▶ Task to carry out
Return all the lines below, exactly as they read.

▶ Data records
use json_bump::domain::prerelease;
use json_bump::{BumpError, IncrementTarget, Version};

const VALID: &[&str] = &[
    "0.0.4",
    "1.2.3",
    "10.20.30",
    "1.1.2-prerelease+meta",
    "1.1.2+meta",
    "1.1.2+meta-valid",
    "1.0.0-alpha",
    "1.0.0-beta",
    "1.0.0-alpha.beta",
    "1.0.0-alpha.beta.1",
    "1.0.0-alpha.1",
    "1.0.0-alpha0.valid",
    "1.0.0-alpha.0valid",
    "1.0.0-alpha-a.b-c-somethinglong+build.1-aef.1-its-okay",
    "1.0.0-rc.1+build.1",
    "2.0.0-rc.1+build.123",
    "1.2.3-beta",
    "10.2.3-DEV-SNAPSHOT",
    "1.2.3-SNAPSHOT-123",
    "2.0.0+build.1848",
    "2.0.1-alpha.1227",
    "1.0.0-alpha+beta",
    "1.2.3----RC-SNAPSHOT.12.9.1--.12+788",
    "1.2.3----R-S.12.9.1--.12+meta",
    "1.0.0+0.build.1-rc.10000aaa-kk-0.1",
    "1.0.0-0A.is.legal",
];

const INVALID: &[&str] = &[
    "1",
    "1.2",
    "1.2.3-0123",
    "1.2.3-0123.0123",
    "1.1.2+.123",
    "+invalid",
    "-invalid",
    "-invalid+invalid",
    "alpha",
    "alpha.beta.1",
    "1.0.0-alpha_beta",
    "1.0.0-alpha..",
    "1.0.0-alpha..1",
    "01.1.1",
    "1.01.1",
    "1.1.01",
    "1.2.3.DEV",
    "1.2-SNAPSHOT",
    "1.2.31.2.3----RC-SNAPSHOT.12.09.1--..12+788",
    "+justmeta",
    "9.8.7+meta+meta",
    "9.8.7-whatever+meta+meta",
    "^1.2.3",
    "~1.2",
    "invalid.semver",
    "1.2.3-١a",
    "1.2.3-1١",
    "1.2.3-alpha.٣x",
    "1.٢.3",
    "1.2.3+build.٤",
];

#[test]
fn test_round_trip_identity() {
    for text in VALID {
        let parsed = Version::parse(text).unwrap_or_else(|e| panic!("{}: {}", text, e));
        assert_eq!(&parsed.to_string(), text);
    }
}

#[test]
fn test_rejects_invalid() {
    for text in INVALID {
        assert!(
            matches!(Version::parse(text), Err(BumpError::InvalidSemVer(_))),
            "'{}' should be rejected",
            text
        );
    }
}

#[test]
fn test_acceptance_matches_semver_crate() {
    for text in VALID.iter().chain(INVALID) {
        assert_eq!(
            Version::parse(text).is_ok(),
            semver::Version::parse(text).is_ok(),
            "acceptance differs for '{}'",
            text
        );
    }
}

#[test]
fn test_components_match_semver_crate() {
    for text in VALID {
        let ours = Version::parse(text).unwrap();
        let theirs = semver::Version::parse(text).unwrap();
        assert_eq!(ours.major, theirs.major);
        assert_eq!(ours.minor, theirs.minor);
        assert_eq!(ours.patch, theirs.patch);
        assert_eq!(ours.pre_release.as_deref().unwrap_or(""), theirs.pre.as_str());
        assert_eq!(ours.build_metadata.as_deref().unwrap_or(""), theirs.build.as_str());
    }
}

#[test]
fn test_pre_release_number_tracks_last_segment() {
    for text in VALID {
        let v = Version::parse(text).unwrap();
        let expected = v.pre_release.as_deref().and_then(prerelease::trailing_number);
        assert_eq!(v.pre_release_number, expected, "for '{}'", text);
    }
}

#[test]
fn test_bump_never_changes_input() {
    for text in VALID {
        let original = Version::parse(text).unwrap();
        let snapshot = original.clone();
        for target in [
            IncrementTarget::Major,
            IncrementTarget::Minor,
            IncrementTarget::Patch,
            IncrementTarget::BuildNumber,
            IncrementTarget::None,
        ] {
            for reset in [false, true] {
                let bumped = original.bump(target, reset);
                assert!(Version::parse(&bumped.to_string()).is_ok());
            }
        }
        assert_eq!(original, snapshot);
    }
}

#[test]
fn test_cascade() {
    let v = Version::new(1, 2, 3);
    assert_eq!(v.bump(IncrementTarget::Minor, false), Version::new(1, 3, 0));
    assert_eq!(v.bump(IncrementTarget::Major, false), Version::new(2, 0, 0));
}

#[test]
fn test_build_number_increment() {
    let v = Version {
        pre_release_number: Some(1),
        ..Version::new(0, 0, 0)
    };
    assert_eq!(v.bump(IncrementTarget::BuildNumber, false).pre_release_number, Some(2));
    assert_eq!(
        Version::new(0, 0, 0)
            .bump(IncrementTarget::BuildNumber, false)
            .pre_release_number,
        Some(0)
    );
}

▶ Final answer
use json_bump::domain::prerelease;
use json_bump::{BumpError, IncrementTarget, Version};

const VALID: &[&str] = &[
    "0.0.4",
    "1.2.3",
    "10.20.30",
    "1.1.2-prerelease+meta",
    "1.1.2+meta",
    "1.1.2+meta-valid",
    "1.0.0-alpha",
    "1.0.0-beta",
    "1.0.0-alpha.beta",
    "1.0.0-alpha.beta.1",
    "1.0.0-alpha.1",
    "1.0.0-alpha0.valid",
    "1.0.0-alpha.0valid",
    "1.0.0-alpha-a.b-c-somethinglong+build.1-aef.1-its-okay",
    "1.0.0-rc.1+build.1",
    "2.0.0-rc.1+build.123",
    "1.2.3-beta",
    "10.2.3-DEV-SNAPSHOT",
    "1.2.3-SNAPSHOT-123",
    "2.0.0+build.1848",
    "2.0.1-alpha.1227",
    "1.0.0-alpha+beta",
    "1.2.3----RC-SNAPSHOT.12.9.1--.12+788",
    "1.2.3----R-S.12.9.1--.12+meta",
    "1.0.0+0.build.1-rc.10000aaa-kk-0.1",
    "1.0.0-0A.is.legal",
];

const INVALID: &[&str] = &[
    "1",
    "1.2",
    "1.2.3-0123",
    "1.2.3-0123.0123",
    "1.1.2+.123",
    "+invalid",
    "-invalid",
    "-invalid+invalid",
    "alpha",
    "alpha.beta.1",
    "1.0.0-alpha_beta",
    "1.0.0-alpha..",
    "1.0.0-alpha..1",
    "01.1.1",
    "1.01.1",
    "1.1.01",
    "1.2.3.DEV",
    "1.2-SNAPSHOT",
    "1.2.31.2.3----RC-SNAPSHOT.12.09.1--..12+788",
    "+justmeta",
    "9.8.7+meta+meta",
    "9.8.7-whatever+meta+meta",
    "^1.2.3",
    "~1.2",
    "invalid.semver",
    "1.2.3-١a",
    "1.2.3-1١",
    "1.2.3-alpha.٣x",
    "1.٢.3",
    "1.2.3+build.٤",
];

#[test]
fn test_round_trip_identity() {
    for text in VALID {
        let parsed = Version::parse(text).unwrap_or_else(|e| panic!("{}: {}", text, e));
        assert_eq!(&parsed.to_string(), text);
    }
}

#[test]
fn test_rejects_invalid() {
    for text in INVALID {
        assert!(
            matches!(Version::parse(text), Err(BumpError::InvalidSemVer(_))),
            "'{}' should be rejected",
            text
        );
    }
}

#[test]
fn test_acceptance_matches_semver_crate() {
    for text in VALID.iter().chain(INVALID) {
        assert_eq!(
            Version::parse(text).is_ok(),
            semver::Version::parse(text).is_ok(),
            "acceptance differs for '{}'",
            text
        );
    }
}

#[test]
fn test_components_match_semver_crate() {
    for text in VALID {
        let ours = Version::parse(text).unwrap();
        let theirs = semver::Version::parse(text).unwrap();
        assert_eq!(ours.major, theirs.major);
        assert_eq!(ours.minor, theirs.minor);
        assert_eq!(ours.patch, theirs.patch);
        assert_eq!(ours.pre_release.as_deref().unwrap_or(""), theirs.pre.as_str());
        assert_eq!(ours.build_metadata.as_deref().unwrap_or(""), theirs.build.as_str());
    }
}

#[test]
fn test_pre_release_number_tracks_last_segment() {
    for text in VALID {
        let v = Version::parse(text).unwrap();
        let expected = v.pre_release.as_deref().and_then(prerelease::trailing_number);
        assert_eq!(v.pre_release_number, expected, "for '{}'", text);
    }
}

#[test]
fn test_bump_never_changes_input() {
    for text in VALID {
        let original = Version::parse(text).unwrap();
        let snapshot = original.clone();
        for target in [
            IncrementTarget::Major,
            IncrementTarget::Minor,
            IncrementTarget::Patch,
            IncrementTarget::BuildNumber,
            IncrementTarget::None,
        ] {
            for reset in [false, true] {
                let bumped = original.bump(target, reset);
                assert!(Version::parse(&bumped.to_string()).is_ok());
            }
        }
        assert_eq!(original, snapshot);
    }
}

#[test]
fn test_cascade() {
    let v = Version::new(1, 2, 3);
    assert_eq!(v.bump(IncrementTarget::Minor, false), Version::new(1, 3, 0));
    assert_eq!(v.bump(IncrementTarget::Major, false), Version::new(2, 0, 0));
}

#[test]
fn test_build_number_increment() {
    let v = Version {
        pre_release_number: Some(1),
        ..Version::new(0, 0, 0)
    };
    assert_eq!(v.bump(IncrementTarget::BuildNumber, false).pre_release_number, Some(2));
    assert_eq!(
        Version::new(0, 0, 0)
            .bump(IncrementTarget::BuildNumber, false)
            .pre_release_number,
        Some(0)
    );
}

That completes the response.